In an attempt to increase transparency and expand the rights of the accused, congress passed an amendment in 2008 mandating the courts to switch from a written inquisitorial system to oral adversarial trial proceedings by mid-2016. Over a year after the implementation deadline, there had been some progress, but much remains to be done.
One notable feature of Mexican legal tradition is the "amparo," which is similar to an injunction in the United States. Many drug lords have filed amparos in order to delay their extradition proceedings, often for extended periods of time.
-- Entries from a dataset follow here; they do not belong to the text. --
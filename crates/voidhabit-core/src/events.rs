//! Boundary events emitted as JSON by the CLI.
//!
//! Every user-visible state change produces one of these; callers persist
//! or display them, the core never blocks on the outcome.

use chrono::{DateTime, NaiveDate, Utc};
use serde::{Deserialize, Serialize};

use crate::workout::SessionPhase;

#[derive(Debug, Clone, Serialize, Deserialize)]
#[serde(tag = "type", rename_all = "snake_case")]
pub enum Event {
    WorkoutStarted {
        plan_name: String,
        total_exercises: usize,
        at: DateTime<Utc>,
    },
    ExerciseAdvanced {
        index: usize,
        name: String,
        completed: bool,
        at: DateTime<Utc>,
    },
    WorkoutFinished {
        completed_count: usize,
        total_count: usize,
        at: DateTime<Utc>,
    },
    MeditationStarted {
        goal_secs: u64,
        at: DateTime<Utc>,
    },
    MeditationStopped {
        date: NaiveDate,
        duration_minutes: u32,
        goal_met: bool,
        at: DateTime<Utc>,
    },
    TaskToggled {
        task_id: String,
        completed: bool,
        at: DateTime<Utc>,
    },
    /// Snapshot of an in-flight workout session for `status` output.
    SessionSnapshot {
        phase: SessionPhase,
        exercise_index: usize,
        exercise_name: Option<String>,
        completed_count: usize,
        total_count: usize,
        timer_secs: u64,
        timer_running: bool,
        at: DateTime<Utc>,
    },
}

#[cfg(test)]
mod tests {
    use super::*;

    #[test]
    fn events_serialize_with_a_type_tag() {
        let e = Event::TaskToggled {
            task_id: "task-1".into(),
            completed: true,
            at: Utc::now(),
        };
        let json = serde_json::to_value(&e).unwrap();
        assert_eq!(json["type"], "task_toggled");
        assert_eq!(json["completed"], true);
    }
}
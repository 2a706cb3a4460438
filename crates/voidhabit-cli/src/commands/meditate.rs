use chrono::{DateTime, Utc};
use clap::Subcommand;
use serde::{Deserialize, Serialize};
use serde_json::json;

use voidhabit_core::meditation::{MeditationReport, MeditationSession};
use voidhabit_core::storage::{Database, Profile};
use voidhabit_core::timer::format_mmss;
use voidhabit_core::Event;

use super::{print_json, CliResult};

const SESSION_KEY: &str = "meditation_session";

#[derive(Subcommand)]
pub enum MeditateAction {
    /// Start (or resume) a meditation session
    Start {
        /// Override the profile's meditation goal for this session
        #[arg(long)]
        minutes: Option<u32>,
    },
    /// Show the running session's progress
    Status,
    /// Stop the session and log the result
    Stop,
    /// Toggle the focus-mode display flag
    Focus {
        #[arg(value_parser = ["on", "off"])]
        state: String,
    },
}

#[derive(Serialize, Deserialize)]
struct StoredMeditation {
    session: MeditationSession,
    timer_anchor: Option<DateTime<Utc>>,
}

impl StoredMeditation {
    /// Replay wall-clock seconds since the anchor as ticks. Returns the
    /// auto-complete report if the goal was reached during the replay.
    fn catch_up(&mut self) -> Option<MeditationReport> {
        let anchor = self.timer_anchor?;
        if !self.session.is_running() {
            self.timer_anchor = None;
            return None;
        }
        let now = Utc::now();
        let secs = (now - anchor).num_seconds().max(0) as u64;
        for _ in 0..secs {
            if let Some(report) = self.session.tick() {
                self.timer_anchor = None;
                return Some(report);
            }
        }
        self.timer_anchor = Some(now);
        None
    }
}

fn load(db: &Database) -> CliResult<Option<StoredMeditation>> {
    match db.kv_get(SESSION_KEY)? {
        Some(raw) => Ok(Some(serde_json::from_str(&raw)?)),
        None => Ok(None),
    }
}

fn save(db: &Database, stored: &StoredMeditation) -> CliResult {
    db.kv_set(SESSION_KEY, &serde_json::to_string(stored)?)?;
    Ok(())
}

fn log_report(db: &Database, report: &MeditationReport) -> CliResult {
    db.record_meditation(report)?;
    print_json(&Event::MeditationStopped {
        date: report.date,
        duration_minutes: report.duration_minutes,
        goal_met: report.goal_met,
        at: Utc::now(),
    })
}

fn status_view(stored: &StoredMeditation) -> serde_json::Value {
    let s = &stored.session;
    json!({
        "running": s.is_running(),
        "elapsed": format_mmss(s.elapsed_secs()),
        "remaining": format_mmss(s.time_left_secs()),
        "goal_minutes": s.goal_minutes(),
        "percentage": s.percentage(),
        "goal_met": s.goal_met(),
        "focus_mode": s.focus_mode(),
    })
}

pub fn run(action: MeditateAction) -> CliResult {
    let db = Database::open()?;

    match action {
        MeditateAction::Start { minutes } => {
            let mut stored = match load(&db)? {
                // Resume a paused session rather than discarding its
                // elapsed time.
                Some(existing) => {
                    if minutes.is_some() {
                        return Err("a meditation session is already in progress; \
                             stop it before changing the goal"
                            .into());
                    }
                    existing
                }
                None => {
                    let goal = match minutes {
                        Some(m) => m,
                        None => Profile::load()?.meditation_goal_minutes,
                    };
                    StoredMeditation {
                        session: MeditationSession::new(goal),
                        timer_anchor: None,
                    }
                }
            };
            if let Some(report) = stored.catch_up() {
                db.kv_delete(SESSION_KEY)?;
                return log_report(&db, &report);
            }
            if !stored.session.is_running() {
                if !stored.session.start() {
                    return Err("meditation goal is zero; set one with \
                         `config set meditation_goal_minutes <n>`"
                        .into());
                }
                stored.timer_anchor = Some(Utc::now());
            }
            save(&db, &stored)?;
            print_json(&Event::MeditationStarted {
                goal_secs: stored.session.goal_secs(),
                at: Utc::now(),
            })?;
        }
        MeditateAction::Status => {
            let Some(mut stored) = load(&db)? else {
                return Err("no meditation session in progress".into());
            };
            if let Some(report) = stored.catch_up() {
                db.kv_delete(SESSION_KEY)?;
                return log_report(&db, &report);
            }
            save(&db, &stored)?;
            print_json(&status_view(&stored))?;
        }
        MeditateAction::Stop => {
            let Some(mut stored) = load(&db)? else {
                return Err("no meditation session in progress".into());
            };
            if let Some(report) = stored.catch_up() {
                db.kv_delete(SESSION_KEY)?;
                return log_report(&db, &report);
            }
            let report = stored.session.stop();
            stored.timer_anchor = None;
            if report.goal_met {
                db.kv_delete(SESSION_KEY)?;
            } else {
                // Unmet stop keeps the elapsed time around for a resume.
                save(&db, &stored)?;
            }
            log_report(&db, &report)?;
        }
        MeditateAction::Focus { state } => {
            let Some(mut stored) = load(&db)? else {
                return Err("no meditation session in progress".into());
            };
            stored.session.set_focus_mode(state == "on");
            save(&db, &stored)?;
            print_json(&status_view(&stored))?;
        }
    }
    Ok(())
}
In 2014, Mexico’s Congress made important judicial reforms by enacting a constitutional reform to replace the country’s Attorney General’s Office with an autonomous National Prosecutor’s Office that officially began operating in 2018. At the state level, almost all of Mexico’s states have followed suit.
However, there have since been proposals to give the National Guard and other security forces the autonomy to carry out criminal investigations independent of the prosecutor’s office, which would undermine efforts to increase accountability and oversight of criminal investigations.
Prisons
Mexico's prisons are generally overcrowded and understaffed, resulting in squalid living conditions, periodic outbursts of violence and widespread corruption. Although prison guards are often the most vulnerable in part because of their low pay, El Chapo's July 2015 escape underscored how even high-level prison officials could be prone to corruption.
According to the most recent statistics from the International Centre for Prison Studies, Mexico's prison system is operating at 125 percent its maximum capacity. This overcrowding has been fueled in part by a practice known as "arraigo," in which suspects can be held for up to 40 days without charges, with a possible 40-day extension if they are suspected of organized crime. A large proportion of inmates in Mexico are being held in pretrial detention.